[WORK ORDER]: Copy each line that includes the string "impl" from the material into your answer.

========================================================================

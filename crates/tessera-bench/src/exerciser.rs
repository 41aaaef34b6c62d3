//! Randomized multi-user exerciser.
//!
//! One producer (the calling thread) draws tasks uniformly from the ten
//! public sheet operations and feeds them through a bounded crossbeam
//! channel to a pool of user threads. Arguments are drawn against the
//! sheet's shape at submission time; the sheet only grows while the
//! exerciser runs, so every drawn index stays valid.

use std::fmt;
use std::io;
use std::thread;
use std::time::{Duration, Instant};

use crossbeam_channel::Receiver;
use rand::{Rng, SeedableRng};
use rand_chacha::ChaCha8Rng;
use tessera_core::SheetError;
use tessera_engine::Sheet;

/// Strings written and searched for by the exerciser.
pub const VOCABULARY: [&str; 8] = [
    "hi",
    "my name is",
    "hi",
    "my name is",
    "hi",
    "my name is",
    "chiki chiki",
    "slim shady",
];

// ── Operation ──────────────────────────────────────────────────────

/// The public sheet operations the exerciser draws from.
#[derive(Clone, Copy, Debug, PartialEq, Eq, Hash, PartialOrd, Ord)]
pub enum Operation {
    /// [`Sheet::get`].
    Get,
    /// [`Sheet::set`].
    Set,
    /// [`Sheet::search_string`].
    SearchString,
    /// [`Sheet::exchange_rows`].
    ExchangeRows,
    /// [`Sheet::exchange_cols`].
    ExchangeCols,
    /// [`Sheet::search_in_row`].
    SearchInRow,
    /// [`Sheet::search_in_col`].
    SearchInCol,
    /// [`Sheet::search_in_range`].
    SearchInRange,
    /// [`Sheet::insert_row_after`].
    InsertRowAfter,
    /// [`Sheet::insert_col_after`].
    InsertColAfter,
}

impl Operation {
    /// Every operation, in draw order.
    pub const ALL: [Operation; 10] = [
        Operation::Get,
        Operation::Set,
        Operation::SearchString,
        Operation::ExchangeRows,
        Operation::ExchangeCols,
        Operation::SearchInRow,
        Operation::SearchInCol,
        Operation::SearchInRange,
        Operation::InsertRowAfter,
        Operation::InsertColAfter,
    ];

    /// Stable snake_case name.
    pub fn name(self) -> &'static str {
        match self {
            Self::Get => "get",
            Self::Set => "set",
            Self::SearchString => "search_string",
            Self::ExchangeRows => "exchange_rows",
            Self::ExchangeCols => "exchange_cols",
            Self::SearchInRow => "search_in_row",
            Self::SearchInCol => "search_in_col",
            Self::SearchInRange => "search_in_range",
            Self::InsertRowAfter => "insert_row_after",
            Self::InsertColAfter => "insert_col_after",
        }
    }

    fn index(self) -> usize {
        self as usize
    }
}

impl fmt::Display for Operation {
    fn fmt(&self, f: &mut fmt::Formatter<'_>) -> fmt::Result {
        f.write_str(self.name())
    }
}

// ── Task ───────────────────────────────────────────────────────────

/// One drawn operation with its arguments.
///
/// Every operation receives the full argument set and uses what it needs.
/// `row2 >= row1` and `col2 >= col1` always hold.
#[derive(Clone, Debug, PartialEq, Eq)]
pub struct Task {
    /// Which operation to run.
    pub op: Operation,
    /// Value to write or search for.
    pub value: &'static str,
    /// First row argument.
    pub row1: usize,
    /// Second row argument, never below `row1`.
    pub row2: usize,
    /// First column argument.
    pub col1: usize,
    /// Second column argument, never below `col1`.
    pub col2: usize,
}

impl Task {
    /// Draw a task against a sheet of `rows x cols`.
    pub fn draw(rng: &mut impl Rng, rows: usize, cols: usize) -> Self {
        let op = Operation::ALL[rng.random_range(0..Operation::ALL.len())];
        let value = VOCABULARY[rng.random_range(0..VOCABULARY.len())];
        let row1 = rng.random_range(0..rows);
        let row2 = rng.random_range(row1..rows);
        let col1 = rng.random_range(0..cols);
        let col2 = rng.random_range(col1..cols);
        Self {
            op,
            value,
            row1,
            row2,
            col1,
            col2,
        }
    }

    /// Run the task against `sheet`. Returns whether a search found a match.
    pub fn execute(&self, sheet: &Sheet) -> Result<bool, SheetError> {
        let found = match self.op {
            Operation::Get => {
                sheet.get(self.row1, self.col1)?;
                false
            }
            Operation::Set => {
                sheet.set(self.row1, self.col1, self.value)?;
                false
            }
            Operation::SearchString => sheet.search_string(self.value)?.is_some(),
            Operation::ExchangeRows => {
                sheet.exchange_rows(self.row1, self.row2)?;
                false
            }
            Operation::ExchangeCols => {
                sheet.exchange_cols(self.col1, self.col2)?;
                false
            }
            Operation::SearchInRow => sheet.search_in_row(self.row1, self.value)?.is_some(),
            Operation::SearchInCol => sheet.search_in_col(self.col1, self.value)?.is_some(),
            Operation::SearchInRange => sheet
                .search_in_range(
                    to_bound(self.row1),
                    to_bound(self.row2),
                    to_bound(self.col1),
                    to_bound(self.col2),
                    self.value,
                )?
                .is_some(),
            Operation::InsertRowAfter => {
                sheet.insert_row_after(self.row1)?;
                false
            }
            Operation::InsertColAfter => {
                sheet.insert_col_after(self.col1)?;
                false
            }
        };
        Ok(found)
    }
}

fn to_bound(index: usize) -> i64 {
    i64::try_from(index).unwrap_or(i64::MAX)
}

// ── ExerciserConfig ────────────────────────────────────────────────

/// Configuration for an [`Exerciser`] run.
#[derive(Clone, Debug, PartialEq, Eq)]
pub struct ExerciserConfig {
    /// Number of user threads. `None` = auto-detect from available cores.
    pub users: Option<usize>,
    /// Total number of tasks to submit.
    pub tasks: usize,
    /// Seed for the task stream.
    pub seed: u64,
}

impl Default for ExerciserConfig {
    fn default() -> Self {
        Self {
            users: None,
            tasks: 1_000,
            seed: 0,
        }
    }
}

impl ExerciserConfig {
    /// Resolve the actual user count, applying auto-detection if `None`.
    ///
    /// Explicit values are clamped to `[1, 256]`. Auto-detection uses the
    /// number of available cores, clamped to `[2, 64]`.
    pub fn resolved_user_count(&self) -> usize {
        match self.users {
            Some(n) => n.clamp(1, 256),
            None => {
                let cpus = thread::available_parallelism()
                    .map(|n| n.get())
                    .unwrap_or(4);
                cpus.clamp(2, 64)
            }
        }
    }
}

// ── ExerciseReport ─────────────────────────────────────────────────

/// Outcome of an exerciser run.
#[derive(Clone, Debug, Default, PartialEq, Eq)]
pub struct ExerciseReport {
    counts: [u64; 10],
    /// Searches that found a match.
    pub searches_found: u64,
    /// Wall-clock time from first submission to last completion.
    pub elapsed: Duration,
}

impl ExerciseReport {
    /// Number of executed tasks of kind `op`.
    pub fn count(&self, op: Operation) -> u64 {
        self.counts[op.index()]
    }

    /// Total number of executed tasks.
    pub fn total(&self) -> u64 {
        self.counts.iter().sum()
    }

    fn record(&mut self, op: Operation, found: bool) {
        self.counts[op.index()] += 1;
        self.searches_found += u64::from(found);
    }

    fn merge(&mut self, other: &ExerciseReport) {
        for (mine, theirs) in self.counts.iter_mut().zip(other.counts) {
            *mine += theirs;
        }
        self.searches_found += other.searches_found;
    }
}

impl fmt::Display for ExerciseReport {
    fn fmt(&self, f: &mut fmt::Formatter<'_>) -> fmt::Result {
        writeln!(
            f,
            "{} tasks in {:.3}s ({} searches found a match)",
            self.total(),
            self.elapsed.as_secs_f64(),
            self.searches_found
        )?;
        for op in Operation::ALL {
            writeln!(f, "  {:<17} {:>8}", op.name(), self.count(op))?;
        }
        Ok(())
    }
}

// ── ExerciseError ──────────────────────────────────────────────────

/// Errors that end an exerciser run early.
#[derive(Debug)]
pub enum ExerciseError {
    /// A user thread could not be started.
    Spawn(io::Error),
    /// A sheet operation failed.
    Sheet {
        /// The task that failed.
        task: Task,
        /// The error the sheet returned.
        error: SheetError,
    },
    /// A user thread panicked.
    UserPanicked,
}

impl fmt::Display for ExerciseError {
    fn fmt(&self, f: &mut fmt::Formatter<'_>) -> fmt::Result {
        match self {
            Self::Spawn(e) => write!(f, "failed to spawn user thread: {e}"),
            Self::Sheet { task, error } => write!(f, "{} failed: {error}", task.op),
            Self::UserPanicked => write!(f, "a user thread panicked"),
        }
    }
}

impl std::error::Error for ExerciseError {
    fn source(&self) -> Option<&(dyn std::error::Error + 'static)> {
        match self {
            Self::Spawn(e) => Some(e),
            Self::Sheet { error, .. } => Some(error),
            Self::UserPanicked => None,
        }
    }
}

// ── Exerciser ──────────────────────────────────────────────────────

/// Drives a [`Sheet`] from many threads with a seeded random task stream.
pub struct Exerciser {
    config: ExerciserConfig,
}

impl Exerciser {
    /// Create an exerciser for `config`.
    pub fn new(config: ExerciserConfig) -> Self {
        Self { config }
    }

    /// The configuration this exerciser runs with.
    pub fn config(&self) -> &ExerciserConfig {
        &self.config
    }

    /// Submit every task and wait for all of them to finish.
    ///
    /// The task stream depends only on the seed and on the sheet's shape
    /// at each submission; execution order across users is not
    /// deterministic.
    pub fn run(&self, sheet: &Sheet) -> Result<ExerciseReport, ExerciseError> {
        let users = self.config.resolved_user_count();
        let started = Instant::now();
        tracing::debug!(
            "exercising sheet {} with {} users, {} tasks",
            sheet.shape(),
            users,
            self.config.tasks
        );

        let mut report = thread::scope(|scope| {
            let (task_tx, task_rx) = crossbeam_channel::bounded::<Task>(users * 2);
            let mut handles = Vec::with_capacity(users);
            for i in 0..users {
                let task_rx = task_rx.clone();
                let handle = thread::Builder::new()
                    .name(format!("tessera-user-{i}"))
                    .spawn_scoped(scope, move || user_loop(sheet, task_rx))
                    .map_err(ExerciseError::Spawn)?;
                handles.push(handle);
            }
            drop(task_rx);

            let mut rng = ChaCha8Rng::seed_from_u64(self.config.seed);
            for _ in 0..self.config.tasks {
                let shape = sheet.shape();
                let task = Task::draw(&mut rng, shape.rows, shape.cols);
                if task_tx.send(task).is_err() {
                    // Every user has stopped; the join below reports why.
                    break;
                }
            }
            drop(task_tx);

            let mut report = ExerciseReport::default();
            let mut first_error = None;
            for handle in handles {
                match handle.join() {
                    Ok(Ok(partial)) => report.merge(&partial),
                    Ok(Err(e)) => {
                        first_error.get_or_insert(e);
                    }
                    Err(_) => {
                        first_error.get_or_insert(ExerciseError::UserPanicked);
                    }
                }
            }
            match first_error {
                Some(e) => Err(e),
                None => Ok(report),
            }
        })?;

        report.elapsed = started.elapsed();
        tracing::debug!(
            "exercise finished: {} tasks in {:?}, final shape {}",
            report.total(),
            report.elapsed,
            sheet.shape()
        );
        Ok(report)
    }
}

/// Execute tasks until the channel closes or a task fails.
fn user_loop(sheet: &Sheet, task_rx: Receiver<Task>) -> Result<ExerciseReport, ExerciseError> {
    let mut report = ExerciseReport::default();
    while let Ok(task) = task_rx.recv() {
        match task.execute(sheet) {
            Ok(found) => report.record(task.op, found),
            Err(error) => {
                tracing::warn!("{} failed: {}", task.op, error);
                return Err(ExerciseError::Sheet { task, error });
            }
        }
    }
    Ok(report)
}

#[cfg(test)]
mod tests {
    use super::*;

    #[test]
    fn drawn_tasks_respect_bounds() {
        let mut rng = ChaCha8Rng::seed_from_u64(3);
        for _ in 0..1_000 {
            let task = Task::draw(&mut rng, 5, 7);
            assert!(task.row1 <= task.row2 && task.row2 < 5);
            assert!(task.col1 <= task.col2 && task.col2 < 7);
            assert!(VOCABULARY.contains(&task.value));
        }
    }

    #[test]
    fn every_operation_is_drawn() {
        let mut rng = ChaCha8Rng::seed_from_u64(11);
        let mut seen = [false; 10];
        for _ in 0..1_000 {
            seen[Task::draw(&mut rng, 3, 3).op.index()] = true;
        }
        assert!(seen.iter().all(|&s| s));
    }

    #[test]
    fn user_count_clamps() {
        let cfg = ExerciserConfig {
            users: Some(0),
            ..ExerciserConfig::default()
        };
        assert_eq!(cfg.resolved_user_count(), 1);

        let cfg = ExerciserConfig {
            users: Some(10_000),
            ..ExerciserConfig::default()
        };
        assert_eq!(cfg.resolved_user_count(), 256);

        let auto = ExerciserConfig::default().resolved_user_count();
        assert!((2..=64).contains(&auto));
    }

    #[test]
    fn execute_runs_the_named_operation() {
        let sheet = Sheet::with_shape(3, 3).unwrap();
        let task = Task {
            op: Operation::Set,
            value: "hi",
            row1: 1,
            row2: 2,
            col1: 0,
            col2: 2,
        };
        assert!(!task.execute(&sheet).unwrap());
        assert_eq!(sheet.get(1, 0).unwrap(), "hi");

        let search = Task {
            op: Operation::SearchInRange,
            ..task.clone()
        };
        assert!(search.execute(&sheet).unwrap());

        let insert = Task {
            op: Operation::InsertColAfter,
            ..task
        };
        insert.execute(&sheet).unwrap();
        assert_eq!(sheet.shape().cols, 4);
    }

    #[test]
    fn report_display_lists_every_operation() {
        let mut report = ExerciseReport::default();
        report.record(Operation::Get, false);
        report.record(Operation::SearchString, true);
        let text = report.to_string();
        assert!(text.starts_with("2 tasks"));
        for op in Operation::ALL {
            assert!(text.contains(op.name()));
        }
    }
}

========================================================================

[RESULT OF THE TASK]:
impl Operation {
impl fmt::Display for Operation {
impl Task {
    pub fn draw(rng: &mut impl Rng, rows: usize, cols: usize) -> Self {
impl Default for ExerciserConfig {
impl ExerciserConfig {
impl ExerciseReport {
impl fmt::Display for ExerciseReport {
impl fmt::Display for ExerciseError {
impl std::error::Error for ExerciseError {
impl Exerciser {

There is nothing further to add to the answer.